GatewayまたはVirtualServiceリソースが作成または更新された場合、Istio Pilotはその変化を検出します。Istio-Pilotはその情報をIstio-adaptorに送信し、Istio-adaptorはIngress Gatewayとして動作しているCitrix ADCデバイスのコンフィグレーション設定を行います。

アプリケーションがクラスター内で展開されている場合、その証明書と鍵はKubernetes Secret内で保管されています。これらのアプリケーション証明書はKubernetes SecretリソースからIstio-adaptorにマウントされます。Istio-adaptorはまたアプリケーションについて発行されたSSL/TLS証明書も監視し、証明書/鍵に変更が加えられたときには必要な作業を行います。これによりCitrix ADCはサービスメッシュ内で展開されているアプリケーションについて常に監視を行うと共に、安全なアクセスを提供するよう設定されている場合にはその機能も担うことができます。

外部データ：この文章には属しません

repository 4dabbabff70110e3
//! Pass-through to the backend resource API.
//!
//! The bearer token is attached from the request's session. A backend 401
//! clears it; every other failure is relayed as `{error}` with the backend's
//! status.

use std::collections::HashMap;

use axum::{
    Extension, Json, Router,
    body::Bytes,
    extract::{Path, State},
    http::{Method, StatusCode},
    response::{IntoResponse, Response},
    routing::any,
};
use mentorship_sdk::{ApiResponse, BackendError, Resource, ResourceMethod};
use serde_json::Value;

use crate::{
    adapters::http::{app_state::AppState, middleware::Session},
    app_error::{AppError, AppResult},
};

pub fn router() -> Router<AppState> {
    Router::new()
        .route("/{resource}", any(proxy))
        .route("/{resource}/{*rest}", any(proxy))
}

fn resource_method(method: &Method) -> Option<ResourceMethod> {
    match *method {
        Method::GET => Some(ResourceMethod::Get),
        Method::POST => Some(ResourceMethod::Post),
        Method::PUT => Some(ResourceMethod::Put),
        Method::PATCH => Some(ResourceMethod::Patch),
        Method::DELETE => Some(ResourceMethod::Delete),
        _ => None,
    }
}

fn relay_status(error: &BackendError) -> StatusCode {
    error
        .status()
        .and_then(|s| StatusCode::from_u16(s).ok())
        .unwrap_or(StatusCode::BAD_GATEWAY)
}

async fn proxy(
    State(app_state): State<AppState>,
    Extension(session): Extension<Session>,
    Path(params): Path<HashMap<String, String>>,
    method: Method,
    body: Bytes,
) -> AppResult<Response> {
    let resource: Resource = params
        .get("resource")
        .and_then(|r| r.parse().ok())
        .ok_or(AppError::NotFound)?;
    let rest = params.get("rest").map(String::as_str).unwrap_or_default();

    let Some(method) = resource_method(&method) else {
        return Ok(StatusCode::METHOD_NOT_ALLOWED.into_response());
    };

    let body = if body.is_empty() {
        None
    } else {
        Some(
            serde_json::from_slice::<Value>(&body)
                .map_err(|e| AppError::InvalidInput(format!("Request body is not JSON: {e}")))?,
        )
    };

    let result = app_state
        .resources
        .call(session.stores(), resource, method, rest, body)
        .await;

    let status = match &result {
        Ok(_) => StatusCode::OK,
        Err(BackendError::InvalidPath(path)) => {
            tracing::info!(%path, "refused resource path outside its collection");
            return Err(AppError::NotFound);
        }
        Err(e) => {
            tracing::debug!(error = %e, resource = resource.as_str(), "resource call failed");
            relay_status(e)
        }
    };

    Ok((status, Json(ApiResponse::from(result))).into_response())
}
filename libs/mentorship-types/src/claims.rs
use serde::{Deserialize, Serialize};

use crate::Role;

/// Validated claims of a session token.
///
/// Produced only by `TokenDecoder`, so the role is always a member of the
/// closed set and the expiry was checked at decode time.
#[derive(Debug, Clone, PartialEq, Eq, Serialize, Deserialize)]
pub struct SessionClaims {
    /// Subject (the backend's user id)
    pub user_id: String,

    pub role: Role,

    #[serde(default, skip_serializing_if = "Option::is_none")]
    pub email: Option<String>,

    #[serde(default, skip_serializing_if = "Option::is_none")]
    pub name: Option<String>,

    /// Token expiration (Unix timestamp)
    pub exp: i64,

    /// Token issued at (Unix timestamp)
    #[serde(default, skip_serializing_if = "Option::is_none")]
    pub iat: Option<i64>,
}
use axum::{
    Extension, Form, Json, Router,
    extract::Query,
    response::{Html, IntoResponse, Redirect, Response},
    routing::{get, post},
};
use mentorship_sdk::{Credentials, ErrorCode, Principal, Registration, Role, SessionStatus};
use serde::{Deserialize, Serialize};
use tracing::instrument;

use crate::{
    adapters::http::{
        app_state::AppState,
        middleware::Session,
        views::{self, LoginView, SignupView},
    },
    app_error::AppError,
};

#[derive(Deserialize, Default)]
struct LoginQuery {
    next: Option<String>,
    #[serde(default)]
    registered: bool,
}

#[derive(Deserialize)]
struct LoginForm {
    email: String,
    password: String,
    next: Option<String>,
}

#[derive(Deserialize)]
struct SignupForm {
    email: String,
    password: String,
    confirm_password: String,
    first_name: String,
    last_name: String,
    role: String,
}

#[derive(Serialize)]
struct SessionResponse {
    valid: bool,
    #[serde(skip_serializing_if = "Option::is_none")]
    principal: Option<Principal>,
    #[serde(skip_serializing_if = "Option::is_none")]
    error_code: Option<ErrorCode>,
}

pub fn router() -> Router<AppState> {
    Router::new()
        .route("/login", get(login_page).post(login))
        .route("/signup", get(signup_page).post(signup))
        .route("/logout", post(logout))
        .route("/auth/session", get(session_status))
}

async fn login_page(Query(query): Query<LoginQuery>) -> Html<String> {
    views::login_page(&LoginView {
        registered: query.registered,
        next: query.next.as_deref().filter(|n| !n.is_empty()),
        ..Default::default()
    })
}

#[instrument(skip_all)]
async fn login(Extension(session): Extension<Session>, Form(form): Form<LoginForm>) -> Response {
    let next = form.next.filter(|n| !n.is_empty());
    let credentials = Credentials::new(form.email, form.password);

    match session.login(&credentials, next.as_deref()).await {
        Ok(navigation) => Redirect::to(&navigation.to).into_response(),
        Err(e) => {
            let error = AppError::from(e);
            tracing::info!(error = %error, "login failed");
            let page = views::login_page(&LoginView {
                error: Some(&error.user_message()),
                next: next.as_deref(),
                email: &credentials.email,
                ..Default::default()
            });
            (error.status_code(), page).into_response()
        }
    }
}

async fn signup_page() -> Html<String> {
    views::signup_page(&SignupView::default())
}

#[instrument(skip_all)]
async fn signup(Extension(session): Extension<Session>, Form(form): Form<SignupForm>) -> Response {
    let role = form.role.parse::<Role>().ok();

    let result = match role {
        Some(role) => {
            let registration = Registration {
                email: form.email.trim().to_string(),
                password: form.password,
                confirm_password: form.confirm_password,
                first_name: form.first_name.trim().to_string(),
                last_name: form.last_name.trim().to_string(),
                role,
            };
            session.register(&registration).await.map_err(AppError::from)
        }
        None => Err(AppError::InvalidInput("Choose mentor or mentee".into())),
    };

    match result {
        Ok(navigation) => Redirect::to(&navigation.to).into_response(),
        Err(error) => {
            tracing::info!(error = %error, "signup failed");
            let page = views::signup_page(&SignupView {
                error: Some(&error.user_message()),
                email: form.email.trim(),
                first_name: form.first_name.trim(),
                last_name: form.last_name.trim(),
                role,
            });
            (error.status_code(), page).into_response()
        }
    }
}

async fn logout(Extension(session): Extension<Session>) -> Redirect {
    let navigation = session.logout().await;
    Redirect::to(&navigation.to)
}

/// Verify the current token and report the outcome. An invalid token is cleared.
async fn session_status(Extension(session): Extension<Session>) -> Json<SessionResponse> {
    let status = session.start().await;

    let response = match status {
        SessionStatus::Authenticated(principal) => SessionResponse {
            valid: true,
            principal: Some(principal),
            error_code: None,
        },
        _ => SessionResponse {
            valid: false,
            principal: None,
            error_code: session.last_error().map(|e| e.code()),
        },
    };

    Json(response)
}
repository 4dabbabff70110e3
use dotenvy::dotenv;
use tracing::info;

use mentorship_gate::infra::{
    app::create_app,
    config::AppConfig,
    error::InfraError,
    setup::{init_app_state, init_tracing},
};

#[tokio::main]
async fn main() -> anyhow::Result<()> {
    dotenv().ok();

    let config = AppConfig::from_env();
    init_tracing(&config.log_file)?;

    let bind_addr = config.bind_addr;
    let app_state = init_app_state(config)?;

    let app = create_app(app_state);

    let listener = tokio::net::TcpListener::bind(&bind_addr)
        .await
        .map_err(InfraError::TcpBind)?;

    info!("Gate listening at {}", &listener.local_addr()?);

    axum::serve(listener, app)
        .with_graceful_shutdown(shutdown_signal())
        .await
        .map_err(InfraError::Server)?;

    Ok(())
}

async fn shutdown_signal() {
    if let Err(e) = tokio::signal::ctrl_c().await {
        tracing::error!(error = %e, "cannot listen for shutdown signal");
    }
    info!("Shutting down");
}
use axum::{Router, http, middleware};
use tower::ServiceBuilder;
use tower_http::{set_header::SetResponseHeaderLayer, trace::TraceLayer};
use uuid::Uuid;

use crate::adapters::{
    self,
    http::{app_state::AppState, middleware::gate_middleware},
};

pub fn create_app(app_state: AppState) -> Router {
    Router::new()
        .merge(adapters::http::routes::router())
        .with_state(app_state.clone())
        .layer(middleware::from_fn_with_state(app_state, gate_middleware))
        .layer(
            ServiceBuilder::new()
                .layer(SetResponseHeaderLayer::if_not_present(
                    http::header::X_CONTENT_TYPE_OPTIONS,
                    http::HeaderValue::from_static("nosniff"),
                ))
                .layer(SetResponseHeaderLayer::if_not_present(
                    http::header::X_FRAME_OPTIONS,
                    http::HeaderValue::from_static("DENY"),
                ))
                // Gated pages depend on the visitor's cookie.
                .layer(SetResponseHeaderLayer::if_not_present(
                    http::header::CACHE_CONTROL,
                    http::HeaderValue::from_static("no-store"),
                )),
        )
        .layer(
            TraceLayer::new_for_http().make_span_with(|request: &http::Request<_>| {
                let request_id = Uuid::new_v4();
                tracing::info_span!(
                    "http-request",
                    method = %request.method(),
                    uri = %request.uri(),
                    version = ?request.version(),
                    request_id = %request_id
                )
            }),
        )
}
use std::str::FromStr;

use serde::{Deserialize, Serialize};

use crate::TokenError;

/// The closed set of dashboard roles.
///
/// Parsing is case-insensitive and rejects anything outside the set, so a
/// `Role` value is always one the gate knows how to route.
#[derive(Debug, Clone, Copy, PartialEq, Eq, Hash, Serialize, Deserialize)]
#[serde(rename_all = "lowercase", try_from = "String")]
pub enum Role {
    Admin,
    Mentor,
    Mentee,
}

impl Role {
    pub const ALL: [Role; 3] = [Role::Admin, Role::Mentor, Role::Mentee];

    pub fn as_str(&self) -> &'static str {
        match self {
            Role::Admin => "admin",
            Role::Mentor => "mentor",
            Role::Mentee => "mentee",
        }
    }

    /// Path a freshly authenticated principal of this role is sent to.
    pub fn landing_path(&self) -> &'static str {
        match self {
            Role::Admin => "/dashboard/admin",
            Role::Mentor => "/dashboard/mentor",
            Role::Mentee => "/dashboard/mentee",
        }
    }

    /// Roles a visitor may pick for themselves on the signup form.
    pub fn is_self_registrable(&self) -> bool {
        matches!(self, Role::Mentor | Role::Mentee)
    }
}

impl FromStr for Role {
    type Err = TokenError;

    fn from_str(s: &str) -> Result<Self, Self::Err> {
        match s.trim().to_ascii_lowercase().as_str() {
            "admin" => Ok(Role::Admin),
            "mentor" => Ok(Role::Mentor),
            "mentee" => Ok(Role::Mentee),
            other => Err(TokenError::UnknownRole(other.to_string())),
        }
    }
}

impl TryFrom<String> for Role {
    type Error = TokenError;

    fn try_from(value: String) -> Result<Self, Self::Error> {
        value.parse()
    }
}

impl std::fmt::Display for Role {
    fn fmt(&self, f: &mut std::fmt::Formatter<'_>) -> std::fmt::Result {
        write!(f, "{}", self.as_str())
    }
}

#[cfg(test)]
mod tests {
    use super::*;

    #[test]
    fn test_parse_is_case_insensitive() {
        assert_eq!("Mentor".parse::<Role>().unwrap(), Role::Mentor);
        assert_eq!(" ADMIN ".parse::<Role>().unwrap(), Role::Admin);
        assert_eq!("mentee".parse::<Role>().unwrap(), Role::Mentee);
    }

    #[test]
    fn test_parse_rejects_unknown_roles() {
        assert!(matches!(
            "superuser".parse::<Role>(),
            Err(TokenError::UnknownRole(r)) if r == "superuser"
        ));
        assert!("".parse::<Role>().is_err());
    }

    #[test]
    fn test_landing_paths() {
        assert_eq!(Role::Admin.landing_path(), "/dashboard/admin");
        assert_eq!(Role::Mentor.landing_path(), "/dashboard/mentor");
        assert_eq!(Role::Mentee.landing_path(), "/dashboard/mentee");
    }

    #[test]
    fn test_serde_uses_lowercase_and_validates() {
        assert_eq!(serde_json::to_string(&Role::Mentee).unwrap(), r#""mentee""#);
        let parsed: Role = serde_json::from_str(r#""MENTOR""#).unwrap();
        assert_eq!(parsed, Role::Mentor);
        assert!(serde_json::from_str::<Role>(r#""guest""#).is_err());
    }

    #[test]
    fn test_admin_cannot_self_register() {
        assert!(!Role::Admin.is_self_registrable());
        assert!(Role::Mentor.is_self_registrable());
        assert!(Role::Mentee.is_self_registrable());
    }
}
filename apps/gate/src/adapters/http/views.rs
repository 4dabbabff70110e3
//! Server-rendered pages.
//!
//! Every interpolated value goes through [`escape_html`].

use axum::response::Html;
use mentorship_sdk::{LOGIN_PATH, Principal, Role, SIGNUP_PATH};

pub fn escape_html(input: &str) -> String {
    let mut result = String::with_capacity(input.len() * 2);
    for c in input.chars() {
        match c {
            '&' => result.push_str("&amp;"),
            '<' => result.push_str("&lt;"),
            '>' => result.push_str("&gt;"),
            '"' => result.push_str("&quot;"),
            '\'' => result.push_str("&#39;"),
            _ => result.push(c),
        }
    }
    result
}

fn layout(title: &str, principal: Option<&Principal>, head: &str, body: &str) -> Html<String> {
    let nav = match principal {
        Some(p) => format!(
            r#"<span class="who">Signed in as {name} ({role})</span>
<a href="{landing}">Dashboard</a>
<form method="post" action="/logout"><button type="submit">Log out</button></form>"#,
            name = escape_html(&p.name),
            role = p.role,
            landing = p.landing_path(),
        ),
        None => format!(r#"<a href="{LOGIN_PATH}">Log in</a> <a href="{SIGNUP_PATH}">Sign up</a>"#),
    };

    Html(format!(
        r#"<!doctype html>
<html lang="en">
<head>
<meta charset="utf-8">
<title>{title} | Mentorship</title>
{head}
</head>
<body>
<header><a href="/">Mentorship</a> <nav>{nav}</nav></header>
<main>
{body}
</main>
</body>
</html>"#,
        title = escape_html(title),
    ))
}

pub fn home_page(principal: Option<&Principal>) -> Html<String> {
    let body = match principal {
        Some(p) => format!(
            r#"<h1>Welcome back, {name}</h1>
<p><a href="{landing}">Go to your dashboard</a></p>"#,
            name = escape_html(&p.name),
            landing = p.landing_path(),
        ),
        None => format!(
            r#"<h1>Mentorship</h1>
<p>Connect mentors and mentees, schedule meetings and track achievements.</p>
<p><a href="{LOGIN_PATH}">Log in</a> or <a href="{SIGNUP_PATH}">create an account</a>.</p>"#
        ),
    };
    layout("Home", principal, "", &body)
}

#[derive(Debug, Default)]
pub struct LoginView<'a> {
    pub error: Option<&'a str>,
    pub registered: bool,
    pub next: Option<&'a str>,
    pub email: &'a str,
}

pub fn login_page(view: &LoginView<'_>) -> Html<String> {
    let mut body = String::from("<h1>Log in</h1>\n");
    if view.registered {
        body.push_str(r#"<p class="notice">Account created. Please log in.</p>"#);
        body.push('\n');
    }
    if let Some(error) = view.error {
        body.push_str(&format!(
            r#"<p class="error" role="alert">{}</p>"#,
            escape_html(error)
        ));
        body.push('\n');
    }

    let next = view
        .next
        .map(|n| {
            format!(
                r#"<input type="hidden" name="next" value="{}">"#,
                escape_html(n)
            )
        })
        .unwrap_or_default();

    body.push_str(&format!(
        r#"<form method="post" action="{LOGIN_PATH}">
<label>Email <input type="email" name="email" value="{email}" required></label>
<label>Password <input type="password" name="password" required></label>
{next}
<button type="submit">Log in</button>
</form>
<p>No account yet? <a href="{SIGNUP_PATH}">Sign up</a></p>"#,
        email = escape_html(view.email),
    ));

    layout("Log in", None, "", &body)
}

#[derive(Debug, Default)]
pub struct SignupView<'a> {
    pub error: Option<&'a str>,
    pub email: &'a str,
    pub first_name: &'a str,
    pub last_name: &'a str,
    pub role: Option<Role>,
}

pub fn signup_page(view: &SignupView<'_>) -> Html<String> {
    let error = view
        .error
        .map(|e| format!(r#"<p class="error" role="alert">{}</p>"#, escape_html(e)))
        .unwrap_or_default();

    let options: String = Role::ALL
        .into_iter()
        .filter(Role::is_self_registrable)
        .map(|r| {
            let selected = if view.role == Some(r) { " selected" } else { "" };
            format!(r#"<option value="{r}"{selected}>{r}</option>"#)
        })
        .collect();

    let body = format!(
        r#"<h1>Sign up</h1>
{error}
<form method="post" action="{SIGNUP_PATH}">
<label>First name <input name="first_name" value="{first}" required></label>
<label>Last name <input name="last_name" value="{last}" required></label>
<label>Email <input type="email" name="email" value="{email}" required></label>
<label>Password <input type="password" name="password" required></label>
<label>Confirm password <input type="password" name="confirm_password" required></label>
<label>I am a <select name="role">{options}</select></label>
<button type="submit">Create account</button>
</form>
<p>Already registered? <a href="{LOGIN_PATH}">Log in</a></p>"#,
        first = escape_html(view.first_name),
        last = escape_html(view.last_name),
        email = escape_html(view.email),
    );

    layout("Sign up", None, "", &body)
}

/// Signed-in visitors are sent back to their dashboard after a short pause.
pub fn unauthorized_page(principal: Option<&Principal>) -> Html<String> {
    let (head, hint) = match principal {
        Some(p) => (
            format!(
                r#"<meta http-equiv="refresh" content="3;url={}">"#,
                p.landing_path()
            ),
            format!(
                r#"<p>Redirecting you to <a href="{0}">your dashboard</a>...</p>"#,
                p.landing_path()
            ),
        ),
        None => (
            String::new(),
            format!(r#"<p><a href="{LOGIN_PATH}">Log in</a> with a different account.</p>"#),
        ),
    };

    let body = format!(
        r#"<h1>Unauthorized Access</h1>
<p>You don't have permission to access this page.</p>
{hint}"#
    );
    layout("Unauthorized", principal, &head, &body)
}

fn sections(role: Role) -> &'static [(&'static str, &'static str)] {
    match role {
        Role::Admin => &[
            ("users", "Users"),
            ("meetings", "Meetings"),
            ("achievements", "Achievements"),
        ],
        Role::Mentor => &[
            ("mentees", "Mentees"),
            ("meetings", "Meetings"),
            ("messages", "Messages"),
            ("profile", "Profile"),
        ],
        Role::Mentee => &[
            ("meetings", "Meetings"),
            ("achievements", "Achievements"),
            ("messages", "Messages"),
            ("profile", "Profile"),
        ],
    }
}

/// Dashboard shell for `principal`'s role. `section` is the path below the landing path.
pub fn dashboard_page(principal: &Principal, section: &str) -> Html<String> {
    let landing = principal.landing_path();
    let current = section.split('/').find(|s| !s.is_empty());

    let links: String = sections(principal.role)
        .iter()
        .map(|(slug, label)| {
            let class = if current == Some(*slug) {
                r#" class="active""#
            } else {
                ""
            };
            format!(r#"<li><a href="{landing}/{slug}"{class}>{label}</a></li>"#)
        })
        .collect();

    let heading = current
        .and_then(|c| sections(principal.role).iter().find(|(slug, _)| *slug == c))
        .map(|(_, label)| *label)
        .unwrap_or("Overview");

    let body = format!(
        r#"<aside><ul><li><a href="{landing}">Dashboard</a></li>{links}</ul></aside>
<section>
<h1>{heading}</h1>
<p>Welcome, {name}.</p>
</section>"#,
        name = escape_html(&principal.name),
    );

    layout(heading, Some(principal), "", &body)
}

/// Shown while the session is still being resolved.
pub fn waiting_page() -> Html<String> {
    layout(
        "Checking session",
        None,
        r#"<meta http-equiv="refresh" content="1">"#,
        "<p>Checking your session...</p>",
    )
}
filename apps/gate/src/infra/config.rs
use std::net::SocketAddr;

use env_helpers::get_env_default;
use mentorship_sdk::VerifyMode;
use secrecy::SecretString;
use url::Url;

pub struct AppConfig {
    pub bind_addr: SocketAddr,
    /// Base of the backend REST API, e.g. `http://localhost:8000/api`.
    pub backend_url: Url,
    /// HS256 secret shared with the backend. Without it token signatures are
    /// not checked locally and the backend is the only authority.
    pub jwt_secret: Option<SecretString>,
    pub verify_mode: VerifyMode,
    pub token_leeway_secs: u64,
    /// Mark the session cookie `Secure`. Enable whenever the gate is served over HTTPS.
    pub cookie_secure: bool,
    pub log_file: String,
}

impl AppConfig {
    pub fn from_env() -> Self {
        let bind_addr: SocketAddr = get_env_default("BIND_ADDR", "127.0.0.1:3000".parse().unwrap());
        let backend_url: Url = get_env_default(
            "BACKEND_URL",
            "http://localhost:8000/api".parse().unwrap(),
        );
        let jwt_secret: Option<SecretString> = std::env::var("JWT_SECRET")
            .ok()
            .filter(|s| !s.is_empty())
            .map(|s| SecretString::new(s.into()));
        let verify_mode: VerifyMode = get_env_default("VERIFY_MODE", VerifyMode::Backend);
        let token_leeway_secs: u64 = get_env_default("TOKEN_LEEWAY_SECS", 0);
        let cookie_secure: bool = get_env_default("COOKIE_SECURE", false);
        let log_file: String = get_env_default("LOG_FILE", "gate.log".to_string());

        Self {
            bind_addr,
            backend_url,
            jwt_secret,
            verify_mode,
            token_leeway_secs,
            cookie_secure,
            log_file,
        }
    }
}
//! Shared session types and token primitives for the mentorship dashboard.
//!
//! This crate provides:
//! - The closed `Role` set and its landing paths
//! - `Principal`, the identity projected from a validated session
//! - Session token claims (`SessionClaims`) and backend user payloads
//! - Error codes and token decode/issue primitives

mod claims;
mod crypto;
mod errors;
mod principal;
mod responses;
mod role;

pub use claims::SessionClaims;
pub use crypto::{TokenDecoder, issue_token};
pub use errors::{ErrorCode, TokenError};
pub use principal::Principal;
pub use responses::UserProfile;
pub use role::Role;
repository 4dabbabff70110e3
use serde::{Deserialize, Serialize};
use serde_json::Value;

use crate::{Principal, Role, TokenError};

/// User payload returned by the backend's login and verify endpoints.
///
/// The backend reports numeric ids and free-form role strings; both are
/// normalized by `into_principal`.
#[derive(Debug, Clone, Serialize, Deserialize)]
pub struct UserProfile {
    pub id: Value,

    pub email: String,

    pub role: String,

    #[serde(default)]
    pub name: Option<String>,

    #[serde(default)]
    pub first_name: Option<String>,

    #[serde(default)]
    pub last_name: Option<String>,
}

impl UserProfile {
    pub fn display_name(&self) -> String {
        if let Some(name) = self.name.as_deref().map(str::trim)
            && !name.is_empty()
        {
            return name.to_string();
        }

        let full = [self.first_name.as_deref(), self.last_name.as_deref()]
            .into_iter()
            .flatten()
            .map(str::trim)
            .filter(|s| !s.is_empty())
            .collect::<Vec<_>>()
            .join(" ");

        if full.is_empty() {
            self.email.clone()
        } else {
            full
        }
    }

    pub fn into_principal(self) -> Result<Principal, TokenError> {
        let role: Role = self.role.parse()?;
        let id = match &self.id {
            Value::String(s) => s.clone(),
            other => other.to_string(),
        };
        let name = self.display_name();

        Ok(Principal {
            id,
            name,
            email: self.email,
            role,
        })
    }
}
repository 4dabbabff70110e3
pub mod http;
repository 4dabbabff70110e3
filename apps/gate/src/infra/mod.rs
pub mod app;
pub mod config;
pub mod error;
pub mod http_client;
pub mod setup;
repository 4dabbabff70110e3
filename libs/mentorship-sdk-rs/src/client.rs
//! HTTP implementation of the backend contract.

use async_trait::async_trait;
use mentorship_types::UserProfile;
use reqwest::{Method, RequestBuilder, Response, StatusCode};
use serde::de::DeserializeOwned;
use serde_json::Value;
use tracing::instrument;
use url::Url;

use crate::{
    backend::{
        AuthBackend, Credentials, LoginResponse, Registration, ResourceApi, ResourceMethod,
        VerifyResponse,
    },
    error::BackendError,
};

/// Talks to the backend REST API under `base_url`.
///
/// Endpoint paths are joined relative to the base, so
/// `http://localhost:8000/api` and `http://localhost:8000/api/` behave the same.
#[derive(Clone)]
pub struct HttpBackend {
    http: reqwest::Client,
    base_url: Url,
}

impl HttpBackend {
    /// Build from an existing client. The client should carry its own timeouts.
    pub fn new(http: reqwest::Client, mut base_url: Url) -> Self {
        if !base_url.path().ends_with('/') {
            let path = format!("{}/", base_url.path());
            base_url.set_path(&path);
        }
        Self { http, base_url }
    }

    pub fn base_url(&self) -> &Url {
        &self.base_url
    }

    /// Appends `path` segment by segment below the base URL. Segments are
    /// percent-encoded, never resolved, so `..` cannot climb above the base.
    fn endpoint(&self, path: &str) -> Result<Url, BackendError> {
        let mut url = self.base_url.clone();
        url.path_segments_mut()
            .map_err(|()| BackendError::InvalidPath(path.to_string()))?
            .pop_if_empty()
            .extend(path.split('/').filter(|s| !s.is_empty()));
        Ok(url)
    }

    fn request(
        &self,
        method: Method,
        path: &str,
        token: Option<&str>,
    ) -> Result<RequestBuilder, BackendError> {
        let mut request = self.http.request(method, self.endpoint(path)?);
        if let Some(token) = token {
            request = request.bearer_auth(token);
        }
        Ok(request)
    }

    async fn send(request: RequestBuilder) -> Result<Response, BackendError> {
        let response = request
            .send()
            .await
            .map_err(|e| BackendError::Unreachable(e.to_string()))?;

        let status = response.status();
        if status.is_success() {
            return Ok(response);
        }
        if status == StatusCode::UNAUTHORIZED {
            return Err(BackendError::Unauthorized);
        }

        let body = response.text().await.unwrap_or_default();
        Err(BackendError::Status {
            status: status.as_u16(),
            message: error_message(status, &body),
        })
    }

    async fn json<T: DeserializeOwned>(response: Response) -> Result<T, BackendError> {
        response
            .json()
            .await
            .map_err(|e| BackendError::InvalidResponse(e.to_string()))
    }
}

/// Pull a readable message out of an error body.
///
/// The backend answers with `{"error": ...}` or `{"detail": ...}`; anything
/// else falls back to the status reason.
fn error_message(status: StatusCode, body: &str) -> String {
    serde_json::from_str::<Value>(body)
        .ok()
        .and_then(|v| {
            ["error", "detail", "message"]
                .iter()
                .find_map(|k| v.get(k).and_then(Value::as_str).map(str::to_string))
        })
        .unwrap_or_else(|| {
            status
                .canonical_reason()
                .unwrap_or("Request failed")
                .to_string()
        })
}

fn http_method(method: ResourceMethod) -> Method {
    match method {
        ResourceMethod::Get => Method::GET,
        ResourceMethod::Post => Method::POST,
        ResourceMethod::Put => Method::PUT,
        ResourceMethod::Patch => Method::PATCH,
        ResourceMethod::Delete => Method::DELETE,
    }
}

#[async_trait]
impl AuthBackend for HttpBackend {
    #[instrument(skip_all, fields(email = %credentials.email))]
    async fn login(&self, credentials: &Credentials) -> Result<LoginResponse, BackendError> {
        let request = self.request(Method::POST, "auth/login", None)?.json(credentials);
        Self::json(Self::send(request).await?).await
    }

    #[instrument(skip_all, fields(email = %registration.email))]
    async fn register(&self, registration: &Registration) -> Result<(), BackendError> {
        let request = self
            .request(Method::POST, "auth/register", None)?
            .json(registration);
        Self::send(request).await?;
        Ok(())
    }

    #[instrument(skip_all)]
    async fn verify(&self, token: &str) -> Result<UserProfile, BackendError> {
        let request = self.request(Method::GET, "auth/verify", Some(token))?;
        let body: VerifyResponse = Self::json(Self::send(request).await?).await?;
        Ok(body.user)
    }

    #[instrument(skip_all)]
    async fn logout(&self, token: &str) -> Result<(), BackendError> {
        let request = self.request(Method::POST, "auth/logout", Some(token))?;
        Self::send(request).await?;
        Ok(())
    }
}

#[async_trait]
impl ResourceApi for HttpBackend {
    #[instrument(skip(self, token, body))]
    async fn call(
        &self,
        method: ResourceMethod,
        path: &str,
        token: Option<&str>,
        body: Option<Value>,
    ) -> Result<Value, BackendError> {
        let mut request = self.request(http_method(method), path, token)?;
        if let Some(body) = &body {
            request = request.json(body);
        }

        let response = Self::send(request).await?;
        if response.status() == StatusCode::NO_CONTENT {
            return Ok(Value::Null);
        }
        Self::json(response).await
    }
}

Kubernetes Secretは、GatewayとIngress Gatewayの展開に先立って作成する必要があることに注意してください。またIstio-adaptor内においてCitrix ADC MPX/VPXデバイスのCredentialを作成し、マウントする必要もあります。これによりIstio-adaptorがCitrix ADCのコンフィグレーションを安全に設定できるようになります。

Istio-adaptorはCitrix ADCデバイスのURLまたはIPアドレスを受け付けます。Citrix ADC MPX/VPXの場合は、Citrix ADCデバイス上で設定された仮想サーバーIP(vserverIP)も受け付けます。サービスメッシュに向けた外部からのトラフィックはすべてこのvserverIPに送られます。

Ingress Gateway展開に使用されているYAMLファイルはUSサイトを参照ください。

次のステップ

この記事ではIstioリソース、GatewayとIngress Gatewayの違い、Citrix Istio Adaptorコンテナ、およびIstioサービスメッシュ内でさまざまな形態のCitrix ADCをどのようにIngress Gatewayとして展開するかについて説明しました。パート2ではCitrix ADCとIstioについてさらに掘り下げ、さまざまなタイプのアプリケーションについてCitrix  DCをどのように設定するかについて説明します。